Fotografia di W. Eugene Smith



Questo storico reportage che W. Eugene Smith
ha realizzato a Pineville, South Carolina,
nella tarda primavera del 1951 è stato pubblicato
da Life con il titolo «Nurse Midwife, Maude Callen
eases pain of birth, life and death» nel numero
del 3 dicembre dello stesso anno.

Qui presentiamo trentanove immagini,
di cui diciannove non pubblicate nell’articolo
di Life. La citazione è tratta da Jim Hugues,
W. Eugene Smith: Shadow and substance,
the life and work of an American photographer,
McGraw-Hill, New York, 1989, pp. 279-80.
Traduzione di Pablo a Marca.  

          Siamo arrivati subito e l’esame di Maude ha mostrato che mancavano molte ore prima del parto. Maude ha continuato a lavorare in silenzio, preparando le cose e osservando.
          Alla luce dell’alba si è presa il tempo per visitare un altro paziente. È tornata, poi ancora osservazione e attesa, poi un altro rapido giro, e finalmente il bambino è nato. Maude stava in piedi alla finestra con una Coca, così sfinita, ma dalla scorsa notte non aveva mangiato nulla…?
          E poi di nuovo, alla sua casa e clinica, di fronte alla quale c’erano 377 persone in attesa del loro annuale vaccino contro il tifo. Celando la spossatezza dietro alla pazienza e all’efficienza di sempre, in un’ora e mezza ha condotto i 377 che urlavano, piangevano, straparlavano, ridevano, attraverso l’intero procedimento. Poi deve andare ancora a verificare la paziente e il bambino appena nato, e poi ancora e ancora…
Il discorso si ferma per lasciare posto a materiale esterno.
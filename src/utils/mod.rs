//! Small shared helpers.

mod timestamps;

pub use timestamps::{iso_timestamp, now_utc, Timestamp};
          (…) Sono passate diverse ore, prima serata inoltrata. Maude, nella sua instabilità barcollante, esausta, continua con la sua routine di pazienti con problemi insignificanti. Non gli manca mai di rispetto relegandoli nell’irrilevanza che alcuni meriterebbero. Maude, per Dio, farai una pausa? Risposta: «Non sono stanca, davvero».
          Mi scappano delle lacrime, profonde e calde. Nessuna storia può tradurre adeguatamente l’umanità del mio soggetto, questa donna splendida, paziente e con spirito di iniziativa – e io la amo, la amo con un rispetto che non provo per quasi nessun’altro. Mi sento umile di fronte a questa semplice, complessa, positiva magnificenza; ancora e ancora nei suoi turni, da lei stessa stabiliti oltre il lavoro pagato. Sono importanti le persone, anche quando fanno richieste insensate. Comprendere questo rende l’insensatezza meno insensata e più comprensibile.
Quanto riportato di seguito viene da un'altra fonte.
//! Task planning: graph/store merge and the schedulable-set seam.
//!
//! The planner is pure and side-effect free; it may be called repeatedly
//! with the same inputs and must return the same answer. Filtering out
//! tasks already in flight is the reconciler's job, not the planner's.

use crate::core::{Pipeline, Task};
use crate::errors::ReconcileError;
use crate::store::Store;
use async_trait::async_trait;
use std::collections::HashMap;

/// Returns the authoritative task list for a pipeline.
///
/// The union of graph-declared tasks and persisted task rows: a store row
/// wins (its status is authoritative), a spec without a row synthesizes an
/// `Analyzed` task. Output follows graph declaration order; rows without a
/// spec (should not happen in practice) are appended in store order.
pub async fn merge_graph_and_store_tasks(
    store: &dyn Store,
    pipeline: &Pipeline,
) -> Result<Vec<Task>, ReconcileError> {
    let rows = store.list_tasks(pipeline.id()).await?;
    let mut by_name: HashMap<&str, &Task> = HashMap::new();
    for row in &rows {
        by_name.insert(row.name.as_str(), row);
    }

    let mut merged = Vec::with_capacity(pipeline.specs.len());
    for spec in &pipeline.specs {
        match by_name.remove(spec.name.as_str()) {
            Some(row) => merged.push(row.clone()),
            None => merged.push(Task::from_spec(pipeline.id(), spec)),
        }
    }
    for row in &rows {
        if by_name.contains_key(row.name.as_str()) {
            merged.push(row.clone());
        }
    }
    Ok(merged)
}

/// Decides which tasks are currently eligible to run.
#[async_trait]
pub trait TaskPlanner: Send + Sync {
    /// Returns the subset of `all_tasks` whose dependencies and conditions
    /// permit execution right now.
    async fn schedulable_tasks(
        &self,
        pipeline: &Pipeline,
        all_tasks: &[Task],
    ) -> Result<Vec<Task>, ReconcileError>;
}

/// The default planner: dependency-satisfaction over the merged task list.
///
/// A task is schedulable iff it has not been started and every declared
/// dependency has reached a terminal status. A dependency name that does
/// not resolve to a task keeps its dependents unschedulable rather than
/// failing the plan.
#[derive(Debug, Clone, Copy, Default)]
pub struct DepPlanner;

impl DepPlanner {
    /// Creates a new dependency planner.
    #[must_use]
    pub fn new() -> Self {
        Self
    }
}

#[async_trait]
impl TaskPlanner for DepPlanner {
    async fn schedulable_tasks(
        &self,
        _pipeline: &Pipeline,
        all_tasks: &[Task],
    ) -> Result<Vec<Task>, ReconcileError> {
        let by_name: HashMap<&str, &Task> =
            all_tasks.iter().map(|t| (t.name.as_str(), t)).collect();

        let schedulable = all_tasks
            .iter()
            .filter(|task| task.status.is_not_started())
            .filter(|task| {
                task.deps.iter().all(|dep| {
                    by_name
                        .get(dep.as_str())
                        .is_some_and(|d| d.status.is_terminal())
                })
            })
            .cloned()
            .collect();
        Ok(schedulable)
    }
}

#[cfg(test)]
mod tests {
    use super::*;
    use crate::core::{PipelineStatus, TaskSpec};
    use crate::store::InMemoryStore;

    fn pipeline_with_chain() -> Pipeline {
        Pipeline::new(
            1,
            "ns-1",
            vec![
                TaskSpec::new("a"),
                TaskSpec::new("b").with_dep("a"),
                TaskSpec::new("c"),
            ],
        )
    }

    #[tokio::test]
    async fn test_merge_synthesizes_missing_rows() {
        let store = InMemoryStore::new();
        let pipeline = pipeline_with_chain();
        store.insert_pipeline(pipeline.clone());

        let merged = merge_graph_and_store_tasks(&store, &pipeline).await.unwrap();
        let names: Vec<&str> = merged.iter().map(|t| t.name.as_str()).collect();
        assert_eq!(names, vec!["a", "b", "c"]);
        assert!(merged.iter().all(|t| t.status == PipelineStatus::Analyzed));
    }

    #[tokio::test]
    async fn test_merge_prefers_store_rows() {
        let store = InMemoryStore::new();
        let pipeline = pipeline_with_chain();
        store.insert_pipeline(pipeline.clone());

        let mut row = Task::from_spec(1, &pipeline.specs[0]);
        row.status = PipelineStatus::Success;
        store.upsert_task(&row).await.unwrap();

        let merged = merge_graph_and_store_tasks(&store, &pipeline).await.unwrap();
        assert_eq!(merged[0].status, PipelineStatus::Success);
        assert_eq!(merged[1].status, PipelineStatus::Analyzed);
    }

    #[tokio::test]
    async fn test_planner_holds_back_blocked_deps() {
        let pipeline = pipeline_with_chain();
        let all_tasks: Vec<Task> = pipeline
            .specs
            .iter()
            .map(|s| Task::from_spec(1, s))
            .collect();

        let schedulable = DepPlanner::new()
            .schedulable_tasks(&pipeline, &all_tasks)
            .await
            .unwrap();
        let names: Vec<&str> = schedulable.iter().map(|t| t.name.as_str()).collect();
        assert_eq!(names, vec!["a", "c"]);
    }

    #[tokio::test]
    async fn test_planner_releases_after_dep_terminal() {
        let pipeline = pipeline_with_chain();
        let mut all_tasks: Vec<Task> = pipeline
            .specs
            .iter()
            .map(|s| Task::from_spec(1, s))
            .collect();
        all_tasks[0].status = PipelineStatus::Failed;
        all_tasks[2].status = PipelineStatus::Success;

        let schedulable = DepPlanner::new()
            .schedulable_tasks(&pipeline, &all_tasks)
            .await
            .unwrap();
        let names: Vec<&str> = schedulable.iter().map(|t| t.name.as_str()).collect();
        // "b" becomes schedulable once "a" is terminal, whatever the outcome;
        // its worker decides whether the failed dependency skips it.
        assert_eq!(names, vec!["b"]);
    }

    #[tokio::test]
    async fn test_planner_skips_running_tasks() {
        let pipeline = pipeline_with_chain();
        let mut all_tasks: Vec<Task> = pipeline
            .specs
            .iter()
            .map(|s| Task::from_spec(1, s))
            .collect();
        all_tasks[0].status = PipelineStatus::Running;

        let schedulable = DepPlanner::new()
            .schedulable_tasks(&pipeline, &all_tasks)
            .await
            .unwrap();
        let names: Vec<&str> = schedulable.iter().map(|t| t.name.as_str()).collect();
        assert_eq!(names, vec!["c"]);
    }

    #[tokio::test]
    async fn test_planner_unknown_dep_blocks() {
        let pipeline = Pipeline::new(1, "ns", vec![TaskSpec::new("x").with_dep("ghost")]);
        let all_tasks = vec![Task::from_spec(1, &pipeline.specs[0])];

        let schedulable = DepPlanner::new()
            .schedulable_tasks(&pipeline, &all_tasks)
            .await
            .unwrap();
        assert!(schedulable.is_empty());
    }
}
          Questa storia sarà una bella storia, e sarà un fallimento. Basterà? È impossibile dire abbastanza. Vorrei poterla scrivere, vorrei poterla raccontare fotograficamente. La routine monotona è colma di pathos, se messa in relazione con il donare disinteressato di questa grande persona.
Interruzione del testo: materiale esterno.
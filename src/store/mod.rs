//! The row store seam.
//!
//! The engine treats the store as an external collaborator: a row-oriented
//! database scoped per pipeline id and per task name. Writes to a pipeline
//! row come only from its reconciler; writes to a task row come only from
//! the single worker dispatched for it.

mod memory;

pub use memory::{InMemoryStore, StoreOp};

use crate::core::{PipelineBase, PipelineExtra, PipelineStatus, Task};
use crate::errors::StoreError;
use async_trait::async_trait;

/// Durable row operations the reconciler depends on.
#[async_trait]
pub trait Store: Send + Sync {
    /// Updates only the status column of a pipeline row.
    async fn update_pipeline_status(
        &self,
        pipeline_id: u64,
        status: PipelineStatus,
    ) -> Result<(), StoreError>;

    /// Replaces the base columns of a pipeline row.
    async fn update_pipeline_base(
        &self,
        pipeline_id: u64,
        base: &PipelineBase,
    ) -> Result<(), StoreError>;

    /// Replaces the extra bag of a pipeline row.
    async fn update_pipeline_extra(
        &self,
        pipeline_id: u64,
        extra: &PipelineExtra,
    ) -> Result<(), StoreError>;

    /// Lists all persisted task rows for a pipeline.
    ///
    /// Tasks that exist only in the graph definition have no row here.
    async fn list_tasks(&self, pipeline_id: u64) -> Result<Vec<Task>, StoreError>;

    /// Inserts or replaces a task row. Consumed by task workers.
    async fn upsert_task(&self, task: &Task) -> Result<(), StoreError>;
}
          (…) Ammettilo; non puoi ammettere, Maude, che sei stanca morta? Forse non può ammetterlo, specialmente a se stessa, perché significherebbe una sconfitta, e questa ripetuta bugia finisce per convincerla di averla vinta.
          «Non sono stanca. Jennie mi aspetta. Quattro bambini da quattro uomini diversi, non è una disgraziata?, ma la ragazza è incinta quindi ci sono due vite in ballo».
          Le vite sono in ballo, le vite, le vite.